Heritage, not hatred
Not descended from a Confederate veteran? No problem. You can become an honorary member of the SCV and enjoy the same benefits of fellowship, education, interesting guest speakers, programs and more.
Yep, the SCV is open to anyone. Except racists and bigots. Simultaneous membership in xenophobic organizations is strictly prohibited by the SCV. This rule is vigorously enforced. Rotten apples must sometimes be purged from the SCV’s orchards.
Many folks forget that freed black men often fought in Confederate forces, and thus in the SCV there are indeed black members. Famous examples include retired school principal Nate Winbush and former Asheville NAACP chapter president H.K. Edgerton, well known for his educational presentations at re-enactments and other events.

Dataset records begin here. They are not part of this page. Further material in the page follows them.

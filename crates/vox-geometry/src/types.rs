//! Compressed sparse row storage for the compressed linear systems.
//!
//! [`CsrMatrix`] is the matrix type behind
//! [`CompressedBlas`](crate::blas::CompressedBlas) and
//! [`FdmCompressedLinearSystem`](crate::linear_system::FdmCompressedLinearSystem).

use std::ops::{AddAssign, Mul, Sub};

// ---------------------------------------------------------------------------
// CsrMatrix<T>
// ---------------------------------------------------------------------------

/// Compressed Sparse Row (CSR) matrix.
///
/// # Layout
///
/// For a matrix with `m` rows and `nnz` non-zeros:
/// - `row_ptr` has length `m + 1`
/// - `col_indices` and `values` each have length `nnz`
/// - Row `i` spans indices `row_ptr[i]..row_ptr[i+1]`, columns ascending
#[derive(Debug, Clone, PartialEq)]
pub struct CsrMatrix<T> {
    /// Row pointers: `row_ptr[i]` is the start index in `col_indices`/`values`
    /// for row `i`.
    pub row_ptr: Vec<usize>,
    /// Column indices for each non-zero entry.
    pub col_indices: Vec<usize>,
    /// Values for each non-zero entry.
    pub values: Vec<T>,
    /// Number of rows.
    pub rows: usize,
    /// Number of columns.
    pub cols: usize,
}

impl<T> Default for CsrMatrix<T> {
    fn default() -> Self {
        Self {
            row_ptr: vec![0],
            col_indices: Vec::new(),
            values: Vec::new(),
            rows: 0,
            cols: 0,
        }
    }
}

impl<T> CsrMatrix<T> {
    /// Number of non-zero entries.
    #[inline]
    pub fn nnz(&self) -> usize {
        self.values.len()
    }

    /// Number of stored entries in `row`.
    #[inline]
    pub fn row_degree(&self, row: usize) -> usize {
        self.row_ptr[row + 1] - self.row_ptr[row]
    }

    /// Iterate over `(col_index, &value)` pairs for the given row.
    #[inline]
    pub fn row_entries(&self, row: usize) -> impl Iterator<Item = (usize, &T)> {
        let start = self.row_ptr[row];
        let end = self.row_ptr[row + 1];
        self.col_indices[start..end]
            .iter()
            .copied()
            .zip(self.values[start..end].iter())
    }

    /// `true` for square matrices.
    #[inline]
    pub fn is_square(&self) -> bool {
        self.rows == self.cols
    }
}

impl<T: Copy + Default + Mul<Output = T> + AddAssign> CsrMatrix<T> {
    /// Sparse matrix-vector multiply: `y = A * x`.
    ///
    /// # Panics
    ///
    /// Debug-asserts that `x.len() >= self.cols` and `y.len() >= self.rows`.
    #[inline]
    pub fn spmv(&self, x: &[T], y: &mut [T]) {
        debug_assert!(
            x.len() >= self.cols,
            "spmv: x.len()={} < cols={}",
            x.len(),
            self.cols,
        );
        debug_assert!(
            y.len() >= self.rows,
            "spmv: y.len()={} < rows={}",
            y.len(),
            self.rows,
        );

        for (i, yi) in y.iter_mut().enumerate().take(self.rows) {
            *yi = self.row_dot(i, x);
        }
    }

    /// `sum_j a_ij x_j` for a single row.
    #[inline]
    pub fn row_dot(&self, row: usize, x: &[T]) -> T {
        let mut sum = T::default();
        for idx in self.row_ptr[row]..self.row_ptr[row + 1] {
            sum += self.values[idx] * x[self.col_indices[idx]];
        }
        sum
    }

    /// Diagonal entries (zero where a row stores no diagonal).
    pub fn diagonal(&self) -> Vec<T> {
        let n = self.rows.min(self.cols);
        let mut diag = vec![T::default(); n];
        for (i, d) in diag.iter_mut().enumerate() {
            for (c, &v) in self.row_entries(i) {
                if c == i {
                    *d += v;
                }
            }
        }
        diag
    }
}

impl<T: Copy + Default + Mul<Output = T> + AddAssign + Sub<Output = T>> CsrMatrix<T> {
    /// `r = b - A x`.
    #[inline]
    pub fn residual(&self, x: &[T], b: &[T], r: &mut [T]) {
        for (i, ri) in r.iter_mut().enumerate().take(self.rows) {
            *ri = b[i] - self.row_dot(i, x);
        }
    }
}

impl<T: Copy + Default + AddAssign> CsrMatrix<T> {
    /// Build a CSR matrix from COO (coordinate) triplets.
    ///
    /// Entries are sorted by (row, col) internally. Duplicate positions are
    /// summed into a single entry.
    ///
    /// # Panics
    ///
    /// Panics if a row or column index is out of bounds.
    pub fn from_coo(
        rows: usize,
        cols: usize,
        entries: impl IntoIterator<Item = (usize, usize, T)>,
    ) -> Self {
        let mut sorted: Vec<_> = entries.into_iter().collect();
        sorted.sort_by_key(|(r, c, _)| (*r, *c));

        let mut row_ptr = vec![0usize; rows + 1];
        let mut col_indices: Vec<usize> = Vec::with_capacity(sorted.len());
        let mut values: Vec<T> = Vec::with_capacity(sorted.len());
        let mut last: Option<(usize, usize)> = None;

        for (r, c, v) in sorted {
            assert!(r < rows, "row index {} out of bounds (rows={})", r, rows);
            assert!(c < cols, "col index {} out of bounds (cols={})", c, cols);

            if last == Some((r, c)) {
                if let Some(slot) = values.last_mut() {
                    *slot += v;
                }
                continue;
            }
            row_ptr[r + 1] += 1;
            col_indices.push(c);
            values.push(v);
            last = Some((r, c));
        }
        for i in 1..=rows {
            row_ptr[i] += row_ptr[i - 1];
        }

        Self {
            row_ptr,
            col_indices,
            values,
            rows,
            cols,
        }
    }
}

impl CsrMatrix<f64> {
    /// Build a square identity matrix of dimension `n` in CSR format.
    pub fn identity(n: usize) -> Self {
        Self {
            row_ptr: (0..=n).collect(),
            col_indices: (0..n).collect(),
            values: vec![1.0; n],
            rows: n,
            cols: n,
        }
    }

    /// `true` if `a_ij == a_ji` (within `tol`) for every stored entry.
    pub fn is_symmetric(&self, tol: f64) -> bool {
        if !self.is_square() {
            return false;
        }
        (0..self.rows).all(|i| {
            self.row_entries(i).all(|(j, &v)| {
                let mirror = self
                    .row_entries(j)
                    .find(|&(c, _)| c == i)
                    .map_or(0.0, |(_, &w)| w);
                (v - mirror).abs() <= tol
            })
        })
    }
}
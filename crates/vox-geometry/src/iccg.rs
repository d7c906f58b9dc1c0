//! Incomplete-Cholesky preconditioned Conjugate Gradient (ICCG).
//!
//! The preconditioner is the diagonal IC(0) factorisation
//! `M = (D + L) D^{-1} (D + L^T)` restricted to the sparsity pattern of `A`
//! (no fill-in), where `L` is the strictly lower part of `A` and the pivots
//! satisfy
//!
//! ```text
//! D_i = a_ii - sum_{j < i, a_ij != 0} a_ij^2 / D_j
//! ```
//!
//! Only the inverse pivots `d_i = 1 / D_i` are stored; a zero pivot yields
//! `d_i = 0`. Applying `M^{-1}` is one forward and one backward
//! substitution.

use tracing::debug;

use crate::blas::{CompressedBlas, FdmBlas};
use crate::cg::{cg_solver_accessors, pcg, CgScratch, ConvergenceInfo, SolveRecord};
use crate::error::SolverError;
use crate::grid::{advance_coord, FdmMatrix, FdmVector};
use crate::linear_system::{FdmCompressedLinearSystem, FdmLinearSystem};
use crate::traits::{FdmLinearSystemSolver, Preconditioner};
use crate::types::CsrMatrix;
use crate::validation::validate_tolerance;

#[inline]
fn inverse_pivot(denom: f64) -> f64 {
    if denom == 0.0 {
        0.0
    } else {
        1.0 / denom
    }
}

// ---------------------------------------------------------------------------
// Stencil preconditioner
// ---------------------------------------------------------------------------

/// IC(0) preconditioner over a stencil matrix.
#[derive(Debug, Clone, Default)]
pub struct FdmIccgPreconditioner<const N: usize> {
    a: FdmMatrix<N>,
    d: FdmVector<N>,
    y: FdmVector<N>,
}

impl<const N: usize> FdmIccgPreconditioner<N> {
    /// Inverse pivots from the last build.
    pub fn inverse_pivots(&self) -> &FdmVector<N> {
        &self.d
    }
}

impl<const N: usize> Preconditioner<FdmBlas<N>> for FdmIccgPreconditioner<N> {
    fn build(&mut self, matrix: &FdmMatrix<N>) {
        let size = matrix.size();
        self.a.set(matrix);
        self.d.resize(size);
        self.y.resize(size);
        if matrix.is_empty() {
            return;
        }

        let strides = matrix.strides();
        let rows = matrix.as_slice();
        let d = self.d.as_mut_slice();
        let mut coord = [0usize; N];
        for i in 0..rows.len() {
            let mut denom = rows[i].center;
            for axis in 0..N {
                if coord[axis] > 0 {
                    let j = i - strides[axis];
                    let a_ij = rows[j].neighbors[axis];
                    denom -= a_ij * a_ij * d[j];
                }
            }
            d[i] = inverse_pivot(denom);
            advance_coord(&mut coord, size);
        }
    }

    fn solve(&mut self, b: &FdmVector<N>, x: &mut FdmVector<N>) {
        let size = self.a.size();
        x.resize(size);
        if self.a.is_empty() {
            return;
        }

        let strides = self.a.strides();
        let rows = self.a.as_slice();
        let d = self.d.as_slice();
        let bs = b.as_slice();

        // Forward: (D + L) y = b
        let y = self.y.as_mut_slice();
        let mut coord = [0usize; N];
        for i in 0..rows.len() {
            let mut sum = bs[i];
            for axis in 0..N {
                if coord[axis] > 0 {
                    let j = i - strides[axis];
                    sum -= rows[j].neighbors[axis] * y[j];
                }
            }
            y[i] = sum * d[i];
            advance_coord(&mut coord, size);
        }

        // Backward: (I + D^{-1} L^T) x = y
        let xs = x.as_mut_slice();
        for i in (0..rows.len()).rev() {
            let coord = crate::grid::coord_of(size, i);
            let mut sum = 0.0;
            for axis in 0..N {
                if coord[axis] + 1 < size[axis] {
                    sum += rows[i].neighbors[axis] * xs[i + strides[axis]];
                }
            }
            xs[i] = y[i] - d[i] * sum;
        }
    }
}

// ---------------------------------------------------------------------------
// Compressed preconditioner
// ---------------------------------------------------------------------------

/// IC(0) preconditioner over a CSR matrix. Column order within a row does
/// not matter.
#[derive(Debug, Clone, Default)]
pub struct CompressedIccgPreconditioner {
    a: CsrMatrix<f64>,
    diag: Vec<f64>,
    d: Vec<f64>,
    y: Vec<f64>,
}

impl CompressedIccgPreconditioner {
    /// Inverse pivots from the last build.
    pub fn inverse_pivots(&self) -> &[f64] {
        &self.d
    }
}

impl Preconditioner<CompressedBlas> for CompressedIccgPreconditioner {
    fn build(&mut self, matrix: &CsrMatrix<f64>) {
        let n = matrix.rows;
        self.a.clone_from(matrix);
        self.diag = matrix.diagonal();
        self.d.clear();
        self.d.resize(n, 0.0);
        self.y.resize(n, 0.0);

        for i in 0..n {
            let mut denom = self.diag[i];
            for (j, &a_ij) in matrix.row_entries(i).filter(|&(j, _)| j < i) {
                denom -= a_ij * a_ij * self.d[j];
            }
            self.d[i] = inverse_pivot(denom);
        }
    }

    fn solve(&mut self, b: &Vec<f64>, x: &mut Vec<f64>) {
        let n = self.a.rows;
        x.resize(n, 0.0);

        // Forward: (D + L) y = b
        for i in 0..n {
            let mut sum = b[i];
            for (j, &a_ij) in self.a.row_entries(i).filter(|&(j, _)| j < i) {
                sum -= a_ij * self.y[j];
            }
            self.y[i] = sum * self.d[i];
        }

        // Backward: (I + D^{-1} L^T) x = y
        for i in (0..n).rev() {
            let mut sum = 0.0;
            for (j, &a_ij) in self.a.row_entries(i) {
                if j > i {
                    sum += a_ij * x[j];
                }
            }
            x[i] = self.y[i] - self.d[i] * sum;
        }
    }
}

// ---------------------------------------------------------------------------
// FdmIccgSolver
// ---------------------------------------------------------------------------

/// PCG with an IC(0) preconditioner.
pub struct FdmIccgSolver<const N: usize> {
    max_number_of_iterations: usize,
    tolerance: f64,
    record: SolveRecord,
    preconditioner: FdmIccgPreconditioner<N>,
    compressed_preconditioner: CompressedIccgPreconditioner,
    scratch: CgScratch<FdmBlas<N>>,
    compressed_scratch: CgScratch<CompressedBlas>,
}

pub type FdmIccgSolver2 = FdmIccgSolver<2>;
pub type FdmIccgSolver3 = FdmIccgSolver<3>;

impl<const N: usize> FdmIccgSolver<N> {
    pub fn new(max_number_of_iterations: usize, tolerance: f64) -> Self {
        Self {
            max_number_of_iterations,
            tolerance,
            record: SolveRecord::default(),
            preconditioner: FdmIccgPreconditioner::default(),
            compressed_preconditioner: CompressedIccgPreconditioner::default(),
            scratch: CgScratch::default(),
            compressed_scratch: CgScratch::default(),
        }
    }

    /// Residual after every iteration of the last solve.
    pub fn convergence_history(&self) -> &[ConvergenceInfo] {
        &self.record.convergence_history
    }
}

impl<const N: usize> FdmLinearSystemSolver<N> for FdmIccgSolver<N> {
    fn solve(&mut self, system: &mut FdmLinearSystem<N>) -> Result<bool, SolverError> {
        system.validate()?;
        validate_tolerance("tolerance", self.tolerance)?;
        debug!(
            "ICCG: size={:?}, tol={:.2e}, max_iter={}",
            system.a.size(),
            self.tolerance,
            self.max_number_of_iterations,
        );

        system.x.fill(0.0);
        let outcome = pcg::<FdmBlas<N>, _>(
            &system.a,
            &system.b,
            self.max_number_of_iterations,
            self.tolerance,
            &mut self.preconditioner,
            &mut system.x,
            &mut self.scratch,
        );
        self.record.update(outcome);
        Ok(self.record.accepted(self.tolerance, self.max_number_of_iterations))
    }

    fn solve_compressed(
        &mut self,
        system: &mut FdmCompressedLinearSystem,
    ) -> Result<bool, SolverError> {
        system.validate()?;
        validate_tolerance("tolerance", self.tolerance)?;
        debug!(
            "ICCG: n={}, nnz={}, tol={:.2e}, max_iter={}",
            system.a.rows,
            system.a.nnz(),
            self.tolerance,
            self.max_number_of_iterations,
        );

        system.x.fill(0.0);
        let outcome = pcg::<CompressedBlas, _>(
            &system.a,
            &system.b,
            self.max_number_of_iterations,
            self.tolerance,
            &mut self.compressed_preconditioner,
            &mut system.x,
            &mut self.compressed_scratch,
        );
        self.record.update(outcome);
        Ok(self.record.accepted(self.tolerance, self.max_number_of_iterations))
    }

    cg_solver_accessors!();
}
//! Model Poisson operators on regular grids.
//!
//! The negative Laplacian with homogeneous Dirichlet boundaries: every cell
//! gets `2N / h^2` on the diagonal and `-1 / h^2` towards each in-grid
//! neighbour. Cells outside the grid are fixed at zero, so boundary rows
//! remain strictly diagonally dominant and the operator is SPD.

use crate::execution::ExecutionContext;
use crate::grid::{FdmMatrix, FdmMatrixRow, FdmVector};
use crate::linear_system::{FdmLinearSystem, FdmMgLinearSystem};

/// Fill `a` with the Dirichlet Laplacian for grid spacing `spacing`.
pub fn fill_laplacian<const N: usize>(a: &mut FdmMatrix<N>, spacing: f64, ctx: &ExecutionContext) {
    let inv_h2 = 1.0 / (spacing * spacing);
    let size = a.size();
    a.update_each(ctx, |_, coord, row| {
        let mut neighbors = [0.0; N];
        for axis in 0..N {
            if coord[axis] + 1 < size[axis] {
                neighbors[axis] = -inv_h2;
            }
        }
        *row = FdmMatrixRow::new(2.0 * N as f64 * inv_h2, neighbors);
    });
}

/// Dirichlet Laplacian of resolution `size`.
pub fn laplacian_matrix<const N: usize>(size: [usize; N], spacing: f64) -> FdmMatrix<N> {
    let mut a = FdmMatrix::new(size);
    fill_laplacian(&mut a, spacing, &ExecutionContext::serial());
    a
}

/// Poisson system `-Δu = f` with `b[cell] = rhs(coord)` and `x = 0`.
pub fn poisson_system<const N: usize>(
    size: [usize; N],
    spacing: f64,
    rhs: impl Fn([usize; N]) -> f64 + Sync + Send,
    ctx: &ExecutionContext,
) -> FdmLinearSystem<N> {
    let mut system = FdmLinearSystem::new(size);
    fill_laplacian(&mut system.a, spacing, ctx);
    system.b.update_each(ctx, |_, coord, v| *v = rhs(coord));
    system
}

/// Fill every level of `system.a` with the Laplacian for that level's
/// spacing (`spacing * 2^level`) and zero the unknowns.
///
/// The caller sets `system.b.levels[0]`; coarser right-hand sides are
/// produced by restriction during the V-cycle.
pub fn fill_mg_laplacian<const N: usize>(
    system: &mut FdmMgLinearSystem<N>,
    spacing: f64,
    ctx: &ExecutionContext,
) {
    let mut h = spacing;
    for level in 0..system.number_of_levels() {
        fill_laplacian(&mut system.a.levels[level], h, ctx);
        system.x.levels[level].fill_with(0.0, ctx);
        system.b.levels[level].fill_with(0.0, ctx);
        h *= 2.0;
    }
}

/// Multigrid Poisson hierarchy of at most `max_number_of_levels` levels
/// whose finest right-hand side is `finest`.
pub fn mg_poisson_system<const N: usize>(
    finest: &FdmVector<N>,
    spacing: f64,
    max_number_of_levels: usize,
    ctx: &ExecutionContext,
) -> FdmMgLinearSystem<N> {
    let mut system = FdmMgLinearSystem::default();
    system.resize_with_finest(finest.size(), max_number_of_levels);
    fill_mg_laplacian(&mut system, spacing, ctx);
    system.b.levels[0].set(finest);
    system
}

#[cfg(test)]
mod tests {
    use super::*;

    #[test]
    fn laplacian_rows() {
        let a = laplacian_matrix([3, 3], 0.5);
        assert_eq!(a[[0, 0]].center, 16.0);
        assert_eq!(a[[0, 0]].neighbors, [-4.0, -4.0]);
        assert_eq!(a[[2, 1]].neighbors, [0.0, -4.0]);
        assert_eq!(a[[2, 2]].neighbors, [0.0, 0.0]);
    }

    #[test]
    fn mg_levels_double_spacing() {
        let b = FdmVector::<2>::filled([8, 8], 1.0);
        let system = mg_poisson_system(&b, 1.0, 3, &ExecutionContext::serial());
        assert_eq!(system.number_of_levels(), 3);
        assert_eq!(system.a.levels[0][[0, 0]].center, 4.0);
        assert_eq!(system.a.levels[1][[0, 0]].center, 1.0);
        assert_eq!(system.a.levels[2][[0, 0]].center, 0.25);
        assert!(system.b.levels[0].iter().all(|&v| v == 1.0));
        assert!(system.validate().is_ok());
    }
}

And here in Lincoln County since 1993, there is the local chapter––No. 1616––of the Sons of Confederate Veterans, named for two men from the same illustrious family: Gen. Robert Hoke and Col. William Hoke, both of Lincolnton. The former was well known for his battlefield prowess during the War Between the States. He later put the war behind him and married a lady from New York City. Gen. Hoke famously owned the Lithia Springs Inn, a well-known resort just outside of Lincolnton, amongst other business endeavors. The latter was a colonel in the 38th North Carolina Infantry, 1862-64. He was also a veteran of the Battle of Gettysburg.
In honor of their ancestors’ military exploits, SCV chapters are called “camps” and their leaders, “commanders.” Zakk Phillips is the commander of the Hoke Camp. Phillips recently told The Herald more about his group.
“We have a guest speaker come to every monthly meeting to give an historical presentation on a number of different topics related to the War of Northern Aggression,” he said. “The Aug. 13 meeting will have Michael C. Hardy, and he will be discussing one of his many books on the war.
“We have a monthly cemetery clean-up during the spring and summer, as well as a quarterly roadside clean-up,” he added, “both in the western part of the county. We also participate in various events throughout the county, including festivals and parades.”
Phillips informed that the minimum age for full SCV membership is 12. But there is no minimum limit for cadet membership. You do need documented genealogical proof of either direct or collateral descent (respectively, a great-great-grandfather, for example, or a great-great-granduncle or cousin) from an honorably serving Confederate soldier or seaman. An applicant may submit an application form, along with a detailed genealogy that describes his relationship to the veteran and proof of his service.
“We have a camp research officer who is dedicated to helping prospective members with any and all research,” said Phillips.
He spoke further about the group’s history, including its founding in Richmond, 123 years ago.
“The SCV is the direct heir of the United Confederate Veterans and the oldest hereditary organization for male descendants of Confederate soldiers,” he said, adding, “The SCV continues to serve as an historical, patriotic and non-political organization, dedicated to ensuring that a true history of the period of 1861-65 is preserved.”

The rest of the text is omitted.